TASK INSTRUCTIONS: In the records below, some lines contain the word "other". Copy each of them.

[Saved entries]
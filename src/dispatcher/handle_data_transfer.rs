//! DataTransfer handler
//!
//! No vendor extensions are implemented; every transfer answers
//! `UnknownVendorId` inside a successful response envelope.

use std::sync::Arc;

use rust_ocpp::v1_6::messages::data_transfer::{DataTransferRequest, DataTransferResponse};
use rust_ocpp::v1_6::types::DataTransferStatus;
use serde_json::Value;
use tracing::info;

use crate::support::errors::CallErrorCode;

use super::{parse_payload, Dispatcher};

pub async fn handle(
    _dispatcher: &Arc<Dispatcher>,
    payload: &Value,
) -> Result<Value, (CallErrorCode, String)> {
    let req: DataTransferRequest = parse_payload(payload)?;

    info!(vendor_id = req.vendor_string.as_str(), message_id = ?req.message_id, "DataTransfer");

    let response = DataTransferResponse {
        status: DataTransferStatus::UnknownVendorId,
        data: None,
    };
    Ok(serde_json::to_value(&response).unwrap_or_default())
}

...

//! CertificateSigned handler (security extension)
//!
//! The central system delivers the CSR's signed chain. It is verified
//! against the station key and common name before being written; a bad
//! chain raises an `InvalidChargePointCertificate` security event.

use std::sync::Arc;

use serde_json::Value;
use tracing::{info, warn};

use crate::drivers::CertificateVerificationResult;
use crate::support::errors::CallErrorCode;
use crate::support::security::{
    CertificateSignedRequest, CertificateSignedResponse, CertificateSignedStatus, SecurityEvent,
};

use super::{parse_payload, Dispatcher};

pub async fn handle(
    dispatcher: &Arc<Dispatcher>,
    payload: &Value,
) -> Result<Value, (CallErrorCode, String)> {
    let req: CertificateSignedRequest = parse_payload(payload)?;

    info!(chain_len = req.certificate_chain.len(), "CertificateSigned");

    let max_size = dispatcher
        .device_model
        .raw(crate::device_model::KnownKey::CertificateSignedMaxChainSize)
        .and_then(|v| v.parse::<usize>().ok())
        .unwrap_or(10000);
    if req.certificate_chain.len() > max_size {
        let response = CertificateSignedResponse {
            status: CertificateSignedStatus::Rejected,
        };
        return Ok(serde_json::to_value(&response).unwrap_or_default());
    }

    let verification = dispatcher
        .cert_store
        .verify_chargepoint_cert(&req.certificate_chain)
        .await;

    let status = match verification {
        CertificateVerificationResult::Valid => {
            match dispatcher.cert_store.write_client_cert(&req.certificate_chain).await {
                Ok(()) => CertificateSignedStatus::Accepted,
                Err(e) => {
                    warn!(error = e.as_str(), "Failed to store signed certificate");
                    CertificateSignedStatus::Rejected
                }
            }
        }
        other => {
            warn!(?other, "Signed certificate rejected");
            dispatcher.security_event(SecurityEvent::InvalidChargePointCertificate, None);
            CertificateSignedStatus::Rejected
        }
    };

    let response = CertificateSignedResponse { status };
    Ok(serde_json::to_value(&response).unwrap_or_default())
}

ANSWER BELOW:
        other => {
            warn!(?other, "Signed certificate rejected");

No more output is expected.